Saved data entries:
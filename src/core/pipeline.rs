//! Read-time value filters and typed converters.
//!
//! Filters and converters run when a value is read, never during a merge, so
//! the snapshot always keeps the raw winning value and its origin.

use crate::error::BoxError;
use std::any::{Any, TypeId, type_name};
use std::collections::HashMap;
use std::fmt;
use std::sync::Arc;
use std::time::Duration;

/// Rewrites a property value at read time.
///
/// Returning `None` hides the key from readers, exactly as if no source had
/// defined it.
///
/// # Examples
///
/// ```rust
/// use tiered_config::core::PropertyFilter;
///
/// struct Trim;
///
/// impl PropertyFilter for Trim {
///     fn filter(&self, _key: &str, value: &str) -> Option<String> {
///         Some(value.trim().to_string())
///     }
/// }
/// ```
pub trait PropertyFilter: Send + Sync {
    /// Filter the value of `key`.
    fn filter(&self, key: &str, value: &str) -> Option<String>;
}

impl<F> PropertyFilter for F
where
    F: Fn(&str, &str) -> Option<String> + Send + Sync,
{
    fn filter(&self, key: &str, value: &str) -> Option<String> {
        self(key, value)
    }
}

/// Converter from a filtered string value to `T`.
pub(crate) type ConverterFn<T> = Arc<dyn Fn(&str) -> Result<T, BoxError> + Send + Sync>;

/// Ordered filters plus converters keyed by target type.
#[derive(Clone)]
pub struct ValuePipeline {
    filters: Vec<Arc<dyn PropertyFilter>>,
    converters: HashMap<TypeId, Arc<dyn Any + Send + Sync>>,
}

impl ValuePipeline {
    /// Create a pipeline with no filters and the built-in `Duration` converter.
    pub fn new() -> Self {
        let mut pipeline = Self {
            filters: Vec::new(),
            converters: HashMap::new(),
        };
        pipeline.add_converter::<Duration, _>(parse_duration);
        pipeline
    }

    /// Append a filter; filters run in the order they were added.
    pub fn add_filter<F: PropertyFilter + 'static>(&mut self, filter: F) {
        self.filters.push(Arc::new(filter));
    }

    /// Register (or replace) the converter for `T`.
    pub fn add_converter<T, F>(&mut self, converter: F)
    where
        T: 'static,
        F: Fn(&str) -> Result<T, BoxError> + Send + Sync + 'static,
    {
        let converter: ConverterFn<T> = Arc::new(converter);
        self.converters.insert(TypeId::of::<T>(), Arc::new(converter));
    }

    /// Run all filters over a raw value.
    pub fn apply(&self, key: &str, raw: &str) -> Option<String> {
        let mut value = raw.to_string();
        for filter in &self.filters {
            value = filter.filter(key, &value)?;
        }
        Some(value)
    }

    /// Look up the converter registered for `T`.
    pub(crate) fn converter<T: 'static>(&self) -> Option<ConverterFn<T>> {
        self.converters
            .get(&TypeId::of::<T>())
            .and_then(|c| c.downcast_ref::<ConverterFn<T>>())
            .cloned()
    }

    /// Whether a converter is registered for `T`.
    pub fn has_converter<T: 'static>(&self) -> bool {
        self.converters.contains_key(&TypeId::of::<T>())
    }
}

impl Default for ValuePipeline {
    fn default() -> Self {
        Self::new()
    }
}

impl fmt::Debug for ValuePipeline {
    fn fmt(&self, f: &mut fmt::Formatter<'_>) -> fmt::Result {
        f.debug_struct("ValuePipeline")
            .field("filters", &self.filters.len())
            .field("converters", &self.converters.len())
            .finish()
    }
}

/// Parse a duration such as `250ms`, `10s`, `5m` or `1h`.
///
/// A bare integer is read as milliseconds.
pub fn parse_duration(raw: &str) -> Result<Duration, BoxError> {
    let raw = raw.trim();
    let split = raw
        .find(|c: char| !c.is_ascii_digit())
        .unwrap_or(raw.len());
    let (digits, unit) = raw.split_at(split);

    if digits.is_empty() {
        return Err(format!("invalid {}: '{}'", type_name::<Duration>(), raw).into());
    }
    let amount: u64 = digits.parse()?;

    let duration = match unit.trim() {
        "" | "ms" => Duration::from_millis(amount),
        "s" => Duration::from_secs(amount),
        "m" => Duration::from_secs(amount.saturating_mul(60)),
        "h" => Duration::from_secs(amount.saturating_mul(3600)),
        other => return Err(format!("unknown duration unit '{}'", other).into()),
    };
    Ok(duration)
}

What you will do: Show every line in the entries where the string "unit" occurs.

Result of this exercise:
    let (digits, unit) = raw.split_at(split);
    let duration = match unit.trim() {
        other => return Err(format!("unknown duration unit '{}'", other).into()),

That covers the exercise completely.